A Year after a Police Car Slammed Dennis Hunter, His Family Welcomes Charges

A Vancouver officer faces speeding and driving without due care offences after a shocking crash.

Jen St. Denis 12 Sep 2023The Tyee

Jen St. Denis is a reporter with The Tyee covering civic issues. Find her on Twitter @JenStDen.

[Editor’s note: A video included in this story includes disturbing images of a police car hitting a pedestrian in a crash that left him with serious injuries, and contains vivid descriptions of body trauma. Please read cautiously and watch the videos at your own discretion.]

The ex-wife of a Vancouver man seriously injured when a police car smashed into him a year ago says it’s a great relief that the officer who was driving has been charged with three motor vehicle offences.

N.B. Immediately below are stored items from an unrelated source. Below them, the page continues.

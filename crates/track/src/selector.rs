//! Weighted random selection with a recent-history exclusion window.

use rand::Rng;
use std::collections::VecDeque;

/// Bounded number of draw attempts before the exclusion window is ignored.
/// Guarantees a pick always terminates even when the window starves the
/// candidate set.
const SAFETY_TRIES: usize = 32;

/// Picks indices from candidate lists, weighted, while refusing to repeat
/// any index seen in the last `window` picks.
#[derive(Debug, Clone)]
pub struct WeightedSelector {
    avoid_immediate_repeat: bool,
    no_repeat_window: usize,
    recent: VecDeque<usize>,
}

impl WeightedSelector {
    /// `avoid_immediate_repeat` forces a window of at least 1;
    /// `no_repeat_window` widens it further (0 = off).
    pub fn new(avoid_immediate_repeat: bool, no_repeat_window: usize) -> Self {
        Self {
            avoid_immediate_repeat,
            no_repeat_window,
            recent: VecDeque::new(),
        }
    }

    fn window(&self) -> usize {
        self.no_repeat_window
            .max(if self.avoid_immediate_repeat { 1 } else { 0 })
    }

    fn is_allowed(&self, index: usize) -> bool {
        self.window() == 0 || !self.recent.contains(&index)
    }

    fn push_recent(&mut self, index: usize) {
        let keep = self.window();
        if keep == 0 {
            return;
        }
        self.recent.push_back(index);
        while self.recent.len() > keep {
            self.recent.pop_front();
        }
    }

    /// Pick one of `indices`, weighted by `weights[index]` when provided.
    ///
    /// Weights are clamped to zero; a non-positive total falls back to a
    /// uniform draw. Indices inside the recent window are excluded until
    /// `SAFETY_TRIES` draws have failed, after which the exclusion is
    /// dropped for this pick so the call always returns. The chosen index
    /// enters the history ring.
    pub fn pick<R: Rng>(
        &mut self,
        rng: &mut R,
        indices: &[usize],
        weights: Option<&[f32]>,
    ) -> Option<usize> {
        if indices.is_empty() {
            return None;
        }

        let mut chosen = None;
        for _ in 0..SAFETY_TRIES {
            let candidate = Self::draw(rng, indices, weights);
            if self.is_allowed(candidate) {
                chosen = Some(candidate);
                break;
            }
        }
        // Safety-cap fallback: every candidate is in the window, take one
        // anyway rather than starve.
        let index = chosen.unwrap_or_else(|| Self::draw(rng, indices, weights));

        self.push_recent(index);
        Some(index)
    }

    /// One weighted draw, no history involved.
    fn draw<R: Rng>(rng: &mut R, indices: &[usize], weights: Option<&[f32]>) -> usize {
        let weight_of = |idx: usize| -> f32 {
            match weights {
                Some(w) if idx < w.len() => w[idx].max(0.0),
                _ => 1.0,
            }
        };

        let total: f32 = indices.iter().map(|&i| weight_of(i)).sum();
        if total <= 0.0 {
            return indices[rng.gen_range(0..indices.len())];
        }

        let mut r = rng.gen::<f32>() * total;
        for &idx in indices {
            let w = weight_of(idx);
            if r < w {
                return idx;
            }
            r -= w;
        }
        indices[indices.len() - 1]
    }

    /// Forget all history.
    pub fn reset(&mut self) {
        self.recent.clear();
    }
}
//! Grid guard: spatial occupancy without physics queries.
//!
//! Placement reserves a run of discretized cells along the candidate's
//! forward axis; any collision with an already-reserved cell fails the whole
//! reservation atomically. Cells are plain membership, no payload.

use glam::{IVec3, Vec3};
use runner_core::Pose;
use std::collections::HashSet;

/// Set of occupied cells at a fixed cell size.
#[derive(Debug)]
pub struct OccupancyGrid {
    cell_size: f32,
    /// Sample spacing as a fraction of the cell size. Slightly under 1 keeps
    /// samples off cell boundaries where rounding flaps.
    spacing_scale: f32,
    occupied: HashSet<IVec3>,
}

impl OccupancyGrid {
    pub fn new(cell_size: f32, spacing_scale: f32) -> Self {
        Self {
            cell_size: cell_size.max(f32::EPSILON),
            spacing_scale: spacing_scale.clamp(0.1, 1.0),
            occupied: HashSet::new(),
        }
    }

    /// Cell containing a world position: nearest-integer per axis.
    pub fn cell_of(&self, world: Vec3) -> IVec3 {
        IVec3::new(
            (world.x / self.cell_size).round() as i32,
            (world.y / self.cell_size).round() as i32,
            (world.z / self.cell_size).round() as i32,
        )
    }

    /// Reserve `steps` cells along `pose.forward()` starting at the pose
    /// position. Returns the reserved cells, or `None` with nothing
    /// committed if any sample is already occupied.
    pub fn try_reserve(&mut self, pose: &Pose, steps: usize) -> Option<Vec<IVec3>> {
        let forward = pose.forward().normalize_or_zero();
        let spacing = self.cell_size * self.spacing_scale;

        let steps = steps.max(1);
        let mut cells = Vec::with_capacity(steps);
        for i in 0..steps {
            let sample = pose.position + forward * (i as f32 * spacing);
            let cell = self.cell_of(sample);
            if self.occupied.contains(&cell) {
                return None;
            }
            cells.push(cell);
        }
        // Sub-cell spacing can land consecutive samples in one cell.
        cells.dedup();

        for &cell in &cells {
            self.occupied.insert(cell);
        }
        Some(cells)
    }

    /// Release previously reserved cells.
    pub fn release(&mut self, cells: &[IVec3]) {
        for cell in cells {
            self.occupied.remove(cell);
        }
    }

    /// Shift every occupied cell by an integer cell delta. Used when the
    /// track origin is re-based; the world offset must be a whole number of
    /// cells so membership stays exact.
    pub fn translate(&mut self, delta: IVec3) {
        if delta == IVec3::ZERO {
            return;
        }
        self.occupied = self.occupied.iter().map(|&c| c + delta).collect();
    }

    pub fn is_occupied(&self, cell: IVec3) -> bool {
        self.occupied.contains(&cell)
    }

    pub fn occupied_count(&self) -> usize {
        self.occupied.len()
    }

    pub fn cell_size(&self) -> f32 {
        self.cell_size
    }

    pub fn clear(&mut self) {
        self.occupied.clear();
    }
}

#[cfg(test)]
mod tests {
    use super::*;

    #[test]
    fn straight_reserve_at_origin_takes_origin_cell() {
        let mut grid = OccupancyGrid::new(10.0, 1.0);
        let cells = grid.try_reserve(&Pose::IDENTITY, 1).unwrap();
        assert_eq!(cells, vec![IVec3::ZERO]);
        assert!(grid.is_occupied(IVec3::ZERO));
    }

    #[test]
    fn second_reserve_at_same_pose_fails_until_released() {
        let mut grid = OccupancyGrid::new(10.0, 1.0);
        let cells = grid.try_reserve(&Pose::IDENTITY, 1).unwrap();
        assert!(grid.try_reserve(&Pose::IDENTITY, 1).is_none());
        grid.release(&cells);
        assert!(grid.try_reserve(&Pose::IDENTITY, 1).is_some());
    }

    /// A failed multi-cell reservation must not leave partial cells behind.
    #[test]
    fn failed_reservation_is_atomic() {
        let mut grid = OccupancyGrid::new(10.0, 1.0);
        // Occupy the cell two steps ahead.
        let ahead = Pose::from_position(Vec3::new(0.0, 0.0, 20.0));
        grid.try_reserve(&ahead, 1).unwrap();
        assert_eq!(grid.occupied_count(), 1);

        // A 3-step run from the origin collides on its last sample.
        assert!(grid.try_reserve(&Pose::IDENTITY, 3).is_none());
        assert_eq!(grid.occupied_count(), 1);
        assert!(!grid.is_occupied(IVec3::ZERO));
    }

    #[test]
    fn translate_shifts_membership() {
        let mut grid = OccupancyGrid::new(10.0, 1.0);
        grid.try_reserve(&Pose::from_position(Vec3::new(0.0, 0.0, 30.0)), 1)
            .unwrap();
        grid.translate(IVec3::new(0, 0, -3));
        assert!(grid.is_occupied(IVec3::ZERO));
        assert!(!grid.is_occupied(IVec3::new(0, 0, 3)));
    }

    #[test]
    fn rotated_pose_samples_along_its_forward() {
        let mut grid = OccupancyGrid::new(10.0, 1.0);
        let pose = Pose::from_position_yaw(Vec3::ZERO, std::f32::consts::FRAC_PI_2);
        let cells = grid.try_reserve(&pose, 2).unwrap();
        // Facing +X: second sample lands one cell along x.
        assert_eq!(cells, vec![IVec3::ZERO, IVec3::new(1, 0, 0)]);
    }
}
//! Segment descriptors and placed-segment instances.
//!
//! A descriptor is an immutable template authored once at startup: socket
//! poses relative to the segment origin, a turn classification, an
//! approximate length for the socketless fallback, and a selection weight.
//! The geometry behind the `name` handle is opaque to the track core.

use glam::IVec3;
use runner_core::Pose;

use crate::error::TrackError;

/// Turn classification of a segment.
#[derive(Debug, Clone, Copy, PartialEq, Eq)]
pub enum TurnKind {
    Straight,
    Left90,
    Right90,
    /// Forks into a left and a right exit; the anchor waits for an external
    /// choice before advancing.
    SplitLr,
}

impl TurnKind {
    /// True for the single-exit turn kinds (not straight, not split).
    pub fn is_turn(&self) -> bool {
        matches!(self, TurnKind::Left90 | TurnKind::Right90)
    }
}

/// Immutable template for one placeable track segment.
#[derive(Debug, Clone)]
pub struct SegmentDescriptor {
    /// Opaque prefab/template handle.
    pub name: String,
    pub turn_kind: TurnKind,
    /// Entry socket pose relative to the segment origin.
    pub entry: Option<Pose>,
    /// Exit socket for straight/turn kinds.
    pub exit: Option<Pose>,
    /// Exit sockets for the split kind.
    pub exit_left: Option<Pose>,
    pub exit_right: Option<Pose>,
    /// Length along the forward axis, used when sockets are missing and for
    /// recycle distance thresholds.
    pub approx_length: f32,
    /// Non-negative selection weight; 1.0 when unspecified.
    pub weight: f32,
    /// Local lane anchor poses handed to the content-population hook.
    pub lane_points: Vec<Pose>,
}

impl SegmentDescriptor {
    /// A straight run of `length` with entry at the origin and exit `length`
    /// ahead. The common case; turns and splits set sockets explicitly.
    pub fn straight(name: impl Into<String>, length: f32) -> Self {
        Self {
            name: name.into(),
            turn_kind: TurnKind::Straight,
            entry: Some(Pose::IDENTITY),
            exit: Some(Pose::from_position(glam::Vec3::new(0.0, 0.0, length))),
            exit_left: None,
            exit_right: None,
            approx_length: length,
            weight: 1.0,
            lane_points: Vec::new(),
        }
    }

    pub fn with_weight(mut self, weight: f32) -> Self {
        self.weight = weight.max(0.0);
        self
    }

    pub fn with_lane_points(mut self, lanes: Vec<Pose>) -> Self {
        self.lane_points = lanes;
        self
    }

    /// Entry + single exit present, for the non-split kinds.
    pub fn has_sockets_straight(&self) -> bool {
        self.turn_kind != TurnKind::SplitLr && self.entry.is_some() && self.exit.is_some()
    }

    /// Entry + both side exits present, for the split kind.
    pub fn has_sockets_split(&self) -> bool {
        self.turn_kind == TurnKind::SplitLr
            && self.entry.is_some()
            && self.exit_left.is_some()
            && self.exit_right.is_some()
    }

    /// Whether placement can use socket alignment at all.
    pub fn has_sockets(&self) -> bool {
        self.has_sockets_straight() || self.has_sockets_split()
    }

    /// The exit socket to follow. `choose_left` picks a side on splits and is
    /// ignored otherwise; a split with no choice yet has no exit.
    pub fn exit_socket(&self, choose_left: Option<bool>) -> Option<&Pose> {
        if self.turn_kind == TurnKind::SplitLr {
            match choose_left {
                Some(true) => self.exit_left.as_ref(),
                Some(false) => self.exit_right.as_ref(),
                None => None,
            }
        } else {
            self.exit.as_ref()
        }
    }
}

/// Validated collection of descriptors, built once at startup.
#[derive(Debug)]
pub struct SegmentLibrary {
    descriptors: Vec<SegmentDescriptor>,
    turn_indices: Vec<usize>,
    straight_indices: Vec<usize>,
    any_sockets: bool,
}

impl SegmentLibrary {
    /// Validate and index a descriptor list.
    ///
    /// Missing sockets are a warning, not a rejection: such a descriptor
    /// still places via the offset fallback (advance by `approx_length`).
    /// An empty list is unusable and errors out.
    pub fn new(descriptors: Vec<SegmentDescriptor>) -> Result<Self, TrackError> {
        if descriptors.is_empty() {
            return Err(TrackError::EmptyLibrary);
        }

        for d in &descriptors {
            match d.turn_kind {
                TurnKind::SplitLr => {
                    if !d.has_sockets_split() {
                        log::warn!(
                            "segment '{}' is SplitLr but lacks entry/exitLeft/exitRight sockets; \
                             falling back to offset placement",
                            d.name
                        );
                    }
                }
                _ => {
                    if !d.has_sockets_straight() {
                        log::warn!(
                            "segment '{}' lacks entry/exit sockets; falling back to offset placement",
                            d.name
                        );
                    }
                }
            }
            if d.approx_length <= 0.0 {
                log::warn!("segment '{}' has non-positive approx_length", d.name);
            }
        }

        let turn_indices = descriptors
            .iter()
            .enumerate()
            .filter(|(_, d)| d.turn_kind.is_turn())
            .map(|(i, _)| i)
            .collect();
        let straight_indices = descriptors
            .iter()
            .enumerate()
            .filter(|(_, d)| d.turn_kind == TurnKind::Straight)
            .map(|(i, _)| i)
            .collect();
        let any_sockets = descriptors.iter().any(|d| d.has_sockets());

        Ok(Self {
            descriptors,
            turn_indices,
            straight_indices,
            any_sockets,
        })
    }

    pub fn get(&self, index: usize) -> &SegmentDescriptor {
        &self.descriptors[index]
    }

    pub fn len(&self) -> usize {
        self.descriptors.len()
    }

    pub fn is_empty(&self) -> bool {
        self.descriptors.is_empty()
    }

    /// Indices of Left90/Right90 descriptors.
    pub fn turn_indices(&self) -> &[usize] {
        &self.turn_indices
    }

    /// Indices of Straight descriptors.
    pub fn straight_indices(&self) -> &[usize] {
        &self.straight_indices
    }

    pub fn all_indices(&self) -> Vec<usize> {
        (0..self.descriptors.len()).collect()
    }

    /// Selection weights aligned with descriptor indices.
    pub fn weights(&self) -> Vec<f32> {
        self.descriptors.iter().map(|d| d.weight).collect()
    }

    /// True when at least one descriptor can be socket-aligned. Drives the
    /// generator's choice between rotated-socket and flat-extension chaining.
    pub fn any_sockets(&self) -> bool {
        self.any_sockets
    }
}

/// Stable identity of a placed segment, used by the split-choice event.
#[derive(Debug, Clone, Copy, PartialEq, Eq, Hash, PartialOrd, Ord)]
pub struct SegmentId(pub u64);

/// A live segment instance. Owned exclusively by the chain.
#[derive(Debug, Clone)]
pub struct PlacedSegment {
    pub id: SegmentId,
    /// Index into the library this instance was placed from.
    pub descriptor: usize,
    /// World pose of the segment origin.
    pub pose: Pose,
    /// Occupancy cells reserved for this instance; empty when the guard is
    /// off or the terminal piece bypassed it.
    pub cells: Vec<IVec3>,
    /// Position in frontier order; recycling re-stamps it.
    pub sequence: u64,
}

impl PlacedSegment {
    /// World pose of the entry socket, reconstructed from the placement.
    pub fn entry_world(&self, library: &SegmentLibrary) -> Pose {
        match library.get(self.descriptor).entry {
            Some(entry) => self.pose.transform_pose(entry),
            None => self.pose,
        }
    }

    /// World poses of the descriptor's lane anchors.
    pub fn lane_world(&self, library: &SegmentLibrary) -> Vec<Pose> {
        library
            .get(self.descriptor)
            .lane_points
            .iter()
            .map(|lane| self.pose.transform_pose(*lane))
            .collect()
    }
}

#[cfg(test)]
mod tests {
    use super::*;
    use glam::Vec3;
    use std::f32::consts::FRAC_PI_2;

    fn split_descriptor() -> SegmentDescriptor {
        SegmentDescriptor {
            name: "split".into(),
            turn_kind: TurnKind::SplitLr,
            entry: Some(Pose::IDENTITY),
            exit: None,
            exit_left: Some(Pose::from_position_yaw(Vec3::new(-5.0, 0.0, 5.0), -FRAC_PI_2)),
            exit_right: Some(Pose::from_position_yaw(Vec3::new(5.0, 0.0, 5.0), FRAC_PI_2)),
            approx_length: 10.0,
            weight: 1.0,
            lane_points: Vec::new(),
        }
    }

    #[test]
    fn empty_library_is_an_error() {
        assert!(matches!(
            SegmentLibrary::new(Vec::new()),
            Err(TrackError::EmptyLibrary)
        ));
    }

    #[test]
    fn library_indexes_by_kind() {
        let lib = SegmentLibrary::new(vec![
            SegmentDescriptor::straight("a", 10.0),
            SegmentDescriptor {
                turn_kind: TurnKind::Left90,
                exit: Some(Pose::from_position_yaw(Vec3::new(-5.0, 0.0, 5.0), -FRAC_PI_2)),
                ..SegmentDescriptor::straight("left", 10.0)
            },
            split_descriptor(),
        ])
        .unwrap();
        assert_eq!(lib.straight_indices(), &[0]);
        assert_eq!(lib.turn_indices(), &[1]);
        assert!(lib.any_sockets());
    }

    #[test]
    fn split_exit_requires_a_choice() {
        let d = split_descriptor();
        assert!(d.exit_socket(None).is_none());
        assert!(d.exit_socket(Some(true)).unwrap().position.x < 0.0);
        assert!(d.exit_socket(Some(false)).unwrap().position.x > 0.0);
    }

    #[test]
    fn missing_sockets_still_builds() {
        let d = SegmentDescriptor {
            entry: None,
            exit: None,
            ..SegmentDescriptor::straight("bare", 8.0)
        };
        let lib = SegmentLibrary::new(vec![d]).unwrap();
        assert!(!lib.get(0).has_sockets());
        assert!(!lib.any_sockets());
    }
}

The delay in laying charges hurt their family, Rhonda Simpkins told The Tyee, especially Dennis Hunter, who was left with a fractured leg, road rash that led to a serious infection and injuries to his head and face that included a broken eye socket.

“The cop [went] back to work — it hasn’t affected his life at all,” Simpkins said. “Well, it’s severely affected the lives of our family and Dennis especially, just that feeling of there being no consequence.”

The collision was captured on surveillance video, showing Hunter standing motionless on East Hastings Street for several minutes at 3:20 a.m. on Sept. 20, 2022.

Then a police car suddenly drove into him, throwing him several metres from the vehicle.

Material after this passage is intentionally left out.